The decision by Mukesh Ambani, chairman of Reliance Industries as well as Reliance Infocomm, to annul his 12 per cent sweat equity deal in Infocomm may have been forced on him by the controversies surrounding the manner in which the deal was done.
From early afternoon on Thursday, when it became known that there were further questions about the deal and the failure to disclose it in various regulatory filings over the years, company executives became unavailable for comment.
The Reliance 'ownership issue'
Late in the evening, senior group executives were said to be huddled in meetings with lawyers. The final announcement came at about 8.30 p.m., that the entire deal was being annulled.
It had become known earlier in the day that Ambani had failed to disclose his 12 per cent sweat equity option in Infocomm at critical points in the company's history.
Company documents made available to Business Standard showed that while the equity option was given to Mukesh Ambani in July 2000, documents filed with various authorities in India and elsewhere did not disclose this interest.
The issue was to have been raised at Monday's meeting of Reliance Industries directors, the first such meeting since differences between Mukesh Ambani and his younger brother Anil, vice-chairman of Reliance Industries, became public a month ago.
Anil Ambani had written to all Reliance directors ahead of the meeting, raising questions about the funding of the Infocomm project and Mukesh's sweat equity deal.
It is not known whether these items had been listed on the agenda for the meeting, which the stock exchange has been informed is for considering the question of a share buyback by the company.
Ambani exercised his Rs 50 crore (Rs 500 million) sweat equity option at face value earlier this year, but this became public only last month in the wake of the controversies surrounding the Infocomm project. In the context of some other moves that involved pricing Infocomm shares, the deal could have been valued in the market at close to Rs 5,000 crore (Rs 50 billion).
It has been argued by informed observers that the failure to disclose the chairman's interest represented a violation of company law and would also invite action from the stock market regulator, the Securities and Exchange Board of India.
In addition, it was argued, disclosure was not made to the Securities Exchange Commission of the US at the time Reliance bought Flag Telecom.
The sweat equity option has a complicated history. Originally given by a small company called Macronet when Mukesh became its managing director in July 2000, in which Reliance had no interest at the time, the equity option was eventually given through Infocomm, in which Macronet (since renamed Reliance Communications Infrastructure Ltd (RCIL) subsequently became the largest shareholder.
The Reliance explanation for giving the equity in Infocomm, and not in Macronet itself (i.e., RCIL), had been that the equity was to be given in the company that managed the Reliance group's voice telephony project.
In the process, what was initially an option for shares worth Rs 360,000 became shares with a face value of Rs 50 crore and a market value in the region of Rs 5,000 crore.
In his mail to Reliance directors, Anil Ambani is believed to have pointed out that at no stage was this entire transaction disclosed to the Reliance Industries board.

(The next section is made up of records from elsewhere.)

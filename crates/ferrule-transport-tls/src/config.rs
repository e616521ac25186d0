use std::{fs, path::Path, sync::Arc, time::Duration};

use ferrule_transport::{KeepAlive, Result, TransportError};
use serde::Deserialize;
use tracing::{debug, warn};

use crate::{
    credentials::CredentialPaths,
    error::{self, operation_error, with_source},
};

/// 驱动模式：明文透传或 TLS。
#[derive(Clone, Copy, Debug, Default, PartialEq, Eq, Hash)]
pub enum Mode {
    #[default]
    Plain,
    Secure,
}

impl TryFrom<i64> for Mode {
    type Error = TransportError;

    /// 只接受 `0`（明文）与 `1`（TLS）。
    fn try_from(value: i64) -> Result<Self> {
        match value {
            0 => Ok(Mode::Plain),
            1 => Ok(Mode::Secure),
            other => Err(operation_error(
                error::INVALID_MODE,
                format!("driver mode {other} not supported"),
            )),
        }
    }
}

/// 对端证书的认证策略。
#[derive(Clone, Copy, Debug, Default, PartialEq, Eq, Hash)]
pub enum AuthPolicy {
    /// `anon`：不做任何证书检查。
    None,
    /// `x509/certvalid`：只校验证书链。
    RequireValidCert,
    /// `x509/name`（默认）：校验证书链并匹配名称。
    #[default]
    RequireValidCertAndName,
}

impl AuthPolicy {
    /// 解析策略标识，大小写不敏感；`None` 等价于 `x509/name`。
    pub fn parse(identifier: Option<&str>) -> Result<Self> {
        let Some(identifier) = identifier else {
            return Ok(AuthPolicy::RequireValidCertAndName);
        };
        if identifier.eq_ignore_ascii_case("x509/name") {
            Ok(AuthPolicy::RequireValidCertAndName)
        } else if identifier.eq_ignore_ascii_case("x509/certvalid") {
            Ok(AuthPolicy::RequireValidCert)
        } else if identifier.eq_ignore_ascii_case("anon") {
            Ok(AuthPolicy::None)
        } else {
            Err(operation_error(
                error::INVALID_AUTH_MODE,
                format!("authentication mode '{identifier}' not supported"),
            ))
        }
    }

    pub fn as_str(&self) -> &'static str {
        match self {
            AuthPolicy::None => "anon",
            AuthPolicy::RequireValidCert => "x509/certvalid",
            AuthPolicy::RequireValidCertAndName => "x509/name",
        }
    }
}

/// 单个连接的配置。
///
/// # 教案级注释
///
/// ## 意图（Why）
/// - 所有“必须在建连/接受之前设置”的参数集中在这里；连接创建时按值移入，
///   之后再无修改入口，从结构上保证“建连后设置无效”。
///
/// ## 逻辑（How）
/// - 设置函数逐项校验：模式与策略取值、许可对端与策略的搭配、以及明确不支持的功能开关；
/// - 监听连接把自身配置整体复制给每个接受得到的子连接。
///
/// ## 契约（What）
/// - `set_permitted_peer` 只在 `x509/name` 策略下接受标识，否则返回
///   [`ErrorKind::PolicyMismatch`](ferrule_transport::ErrorKind::PolicyMismatch) 且不修改已存值；
/// - 只保存一个许可对端：再次设置会替换旧值并告警，列表形式只取第一个；
/// - `verify_depth` 为 0 表示不限制链深度。
#[derive(Clone, Debug, Default)]
pub struct StreamSettings {
    mode: Mode,
    auth_policy: AuthPolicy,
    permitted_peer: Option<String>,
    verify_depth: Option<usize>,
    credentials: CredentialPaths,
    defaults: Arc<CredentialPaths>,
    handshake_timeout: Option<Duration>,
    send_buffer_limit: Option<usize>,
    keep_alive: KeepAlive,
}

impl StreamSettings {
    /// 以共享的默认凭据路径快照创建配置。
    pub fn new(defaults: Arc<CredentialPaths>) -> Self {
        Self {
            defaults,
            ..Self::default()
        }
    }

    pub fn set_mode(&mut self, mode: Mode) -> &mut Self {
        debug!(?mode, "driver mode set");
        self.mode = mode;
        self
    }

    pub fn set_auth_policy(&mut self, identifier: Option<&str>) -> Result<&mut Self> {
        self.auth_policy = AuthPolicy::parse(identifier)?;
        debug!(policy = self.auth_policy.as_str(), "authentication mode set");
        Ok(self)
    }

    /// 设置唯一的许可对端；`None` 清除已存值。
    pub fn set_permitted_peer(&mut self, peer: Option<&str>) -> Result<&mut Self> {
        let Some(peer) = peer else {
            self.permitted_peer = None;
            return Ok(self);
        };
        self.check_peer(peer)?;
        if let Some(previous) = self.permitted_peer.as_deref().filter(|prev| *prev != peer) {
            warn!(
                previous,
                peer, "only one permitted peer is supported, replacing the stored one"
            );
        }
        self.permitted_peer = Some(peer.to_owned());
        Ok(self)
    }

    /// 以列表形式设置许可对端；多于一个时只保留第一个并告警。
    pub fn set_permitted_peers<S: AsRef<str>>(&mut self, peers: &[S]) -> Result<&mut Self> {
        let Some(first) = peers.first() else {
            self.permitted_peer = None;
            return Ok(self);
        };
        let first = first.as_ref();
        self.check_peer(first)?;
        if peers.len() > 1 {
            warn!(
                configured = peers.len(),
                kept = first,
                "only one permitted peer is supported, extra entries ignored"
            );
        }
        self.permitted_peer = Some(first.to_owned());
        Ok(self)
    }

    fn check_peer(&self, peer: &str) -> Result<()> {
        if self.auth_policy != AuthPolicy::RequireValidCertAndName {
            return Err(operation_error(
                error::PEER_POLICY,
                format!("current mode is {}", self.auth_policy.as_str()),
            ));
        }
        if peer.contains('*') {
            return Err(operation_error(
                error::UNSUPPORTED,
                format!("wildcard permitted peer '{peer}', only plain text identifiers are supported"),
            ));
        }
        Ok(())
    }

    /// 证书链深度上限；0 表示不限制。
    pub fn set_verify_depth(&mut self, depth: usize) -> &mut Self {
        self.verify_depth = (depth > 0).then_some(depth);
        self
    }

    pub fn set_credentials(&mut self, paths: CredentialPaths) -> &mut Self {
        self.credentials = paths;
        self
    }

    pub fn set_defaults(&mut self, defaults: Arc<CredentialPaths>) -> &mut Self {
        self.defaults = defaults;
        self
    }

    /// 过期证书永不允许；仅接受 `off`。
    pub fn set_permit_expired_certs(&mut self, mode: Option<&str>) -> Result<&mut Self> {
        match mode {
            None => Ok(self),
            Some(mode) if mode.eq_ignore_ascii_case("off") => Ok(self),
            Some(mode) => Err(operation_error(
                error::UNSUPPORTED,
                format!("permitexpiredcerts mode '{mode}'"),
            )),
        }
    }

    /// 不支持密码套件优先级字符串。
    pub fn set_priority_string(&mut self, priority: Option<&str>) -> Result<&mut Self> {
        match priority {
            None => Ok(self),
            Some(priority) => Err(operation_error(
                error::UNSUPPORTED,
                format!("priority string '{priority}'"),
            )),
        }
    }

    /// 扩展密钥用途检查始终开启。
    pub fn set_check_extended_key_usage(&mut self, enabled: bool) -> &mut Self {
        if !enabled {
            warn!("extended key usage is always checked, setting ignored");
        }
        self
    }

    /// 名称匹配始终优先使用 SAN。
    pub fn set_prioritize_san(&mut self, enabled: bool) -> &mut Self {
        if !enabled {
            warn!("subject alternative names are always preferred, setting ignored");
        }
        self
    }

    pub fn set_handshake_timeout(&mut self, timeout: Option<Duration>) -> &mut Self {
        self.handshake_timeout = timeout;
        self
    }

    pub fn set_send_buffer_limit(&mut self, limit: Option<usize>) -> &mut Self {
        self.send_buffer_limit = limit;
        self
    }

    pub fn set_keep_alive(&mut self, keep_alive: KeepAlive) -> &mut Self {
        self.keep_alive = keep_alive;
        self
    }

    pub fn mode(&self) -> Mode {
        self.mode
    }

    pub fn auth_policy(&self) -> AuthPolicy {
        self.auth_policy
    }

    pub fn permitted_peer(&self) -> Option<&str> {
        self.permitted_peer.as_deref()
    }

    pub fn verify_depth(&self) -> Option<usize> {
        self.verify_depth
    }

    pub fn credentials(&self) -> &CredentialPaths {
        &self.credentials
    }

    pub fn defaults(&self) -> &Arc<CredentialPaths> {
        &self.defaults
    }

    /// 本连接最终使用的凭据路径（已按字段回落到默认值）。
    pub fn resolved_credentials(&self) -> CredentialPaths {
        self.credentials.resolve(&self.defaults)
    }

    pub fn handshake_timeout(&self) -> Option<Duration> {
        self.handshake_timeout
    }

    pub fn send_buffer_limit(&self) -> Option<usize> {
        self.send_buffer_limit
    }

    pub fn keep_alive(&self) -> KeepAlive {
        self.keep_alive
    }
}

/// TOML 形式的驱动配置文件。
///
/// ```toml
/// [defaults]
/// ca_file = "/etc/ferrule/ca.pem"
///
/// [stream]
/// mode = 1
/// auth_mode = "x509/name"
/// permitted_peers = ["host.example.com"]
/// ```
#[derive(Clone, Debug, Default, Deserialize)]
#[serde(default, deny_unknown_fields)]
pub struct DriverConfig {
    pub defaults: CredentialPaths,
    pub stream: StreamSection,
}

#[derive(Clone, Debug, Default, Deserialize)]
#[serde(default, deny_unknown_fields)]
pub struct StreamSection {
    pub mode: i64,
    pub auth_mode: Option<String>,
    pub permitted_peers: Vec<String>,
    pub verify_depth: usize,
    pub key_file: Option<std::path::PathBuf>,
    pub cert_file: Option<std::path::PathBuf>,
    pub ca_file: Option<std::path::PathBuf>,
    pub crl_file: Option<std::path::PathBuf>,
    pub permit_expired_certs: Option<String>,
    pub priority_string: Option<String>,
    pub check_extended_key_usage: Option<bool>,
    pub prioritize_san: Option<bool>,
    pub handshake_timeout_ms: Option<u64>,
    pub send_buffer_limit: Option<usize>,
    pub keep_alive: KeepAliveSection,
}

#[derive(Clone, Copy, Debug, Default, Deserialize)]
#[serde(default, deny_unknown_fields)]
pub struct KeepAliveSection {
    pub time_secs: Option<u64>,
    pub interval_secs: Option<u64>,
    pub probes: Option<u32>,
}

impl From<KeepAliveSection> for KeepAlive {
    fn from(section: KeepAliveSection) -> Self {
        KeepAlive {
            time: section.time_secs.map(Duration::from_secs),
            interval: section.interval_secs.map(Duration::from_secs),
            probes: section.probes,
        }
    }
}

impl DriverConfig {
    pub fn from_toml_str(source: &str) -> Result<Self> {
        toml::from_str(source).map_err(|err| with_source(error::CONFIG, "malformed toml", err))
    }

    pub fn from_path(path: impl AsRef<Path>) -> Result<Self> {
        let path = path.as_ref();
        let source = fs::read_to_string(path).map_err(|err| {
            with_source(error::CONFIG, format!("cannot read {}", path.display()), err)
        })?;
        Self::from_toml_str(&source)
    }

    /// 逐个调用设置函数构建连接配置，校验与告警和编程式配置完全一致。
    pub fn stream_settings(&self) -> Result<StreamSettings> {
        let stream = &self.stream;
        let mut settings = StreamSettings::new(Arc::new(self.defaults.clone()));
        settings.set_mode(Mode::try_from(stream.mode)?);
        settings
            .set_auth_policy(stream.auth_mode.as_deref())?
            .set_permitted_peers(&stream.permitted_peers)?
            .set_permit_expired_certs(stream.permit_expired_certs.as_deref())?
            .set_priority_string(stream.priority_string.as_deref())?;
        if let Some(enabled) = stream.check_extended_key_usage {
            settings.set_check_extended_key_usage(enabled);
        }
        if let Some(enabled) = stream.prioritize_san {
            settings.set_prioritize_san(enabled);
        }
        settings
            .set_verify_depth(stream.verify_depth)
            .set_credentials(CredentialPaths {
                key_file: stream.key_file.clone(),
                cert_file: stream.cert_file.clone(),
                ca_file: stream.ca_file.clone(),
                crl_file: stream.crl_file.clone(),
            })
            .set_handshake_timeout(stream.handshake_timeout_ms.map(Duration::from_millis))
            .set_send_buffer_limit(stream.send_buffer_limit)
            .set_keep_alive(stream.keep_alive.into());
        Ok(settings)
    }
}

Infocomm became the vehicle for the voice business in 2001, when it acquired a series of telecom licences, and it is argued by informed observers that Mukesh had thereby got his equity option in the company (as transferred from Macronet) by that time.
However, in its March 2002 balance sheet, Infocomm made no disclosure of Mukesh Ambani's sweat equity option, although such an option would have to be disclosed as required under Schedule VI of the Companies Act.
Again, towards the end of 2002, Reliance Infocomm (by then a company with a paid-up capital of Rs 450 crore) was merged into its much smaller subsidiary Reliance Information and Communications, which had a paid-up capital of only Rs 0.1 crore, and the merged firm was renamed Reliance Infocomm.
Papers filed with the Gujarat High Court by Infocomm for sanction of the merger, also failed to mention that Mukesh had any sweat equity option.
Paragraph 18 of the petition to the court said " the directors of the applicant company have no material interest in the said scheme " Observers point out that a large sweat equity option would ordinarily be considered to be "material interest".
A third case of disclosure requirements was when papers were filed with the US SEC at the time of acquiring Flag Telecom a year ago.
Reliance Industries was then stated to have a 42 per cent stake in Infocomm, whereas after the dilution of its holding (on account of Mukesh's sweat equity option being exercised), the RIL stake would have been what it is today, 37 per cent.
Also, papers filed with ICICI for a loan application last year made no reference to Mukesh Ambani's equity; the promoter of Infocomm was shown there as Reliance Industries. This changed in other papers filed subsequently when Mukesh was shown as the promoter and Reliance Industries as the lead investor.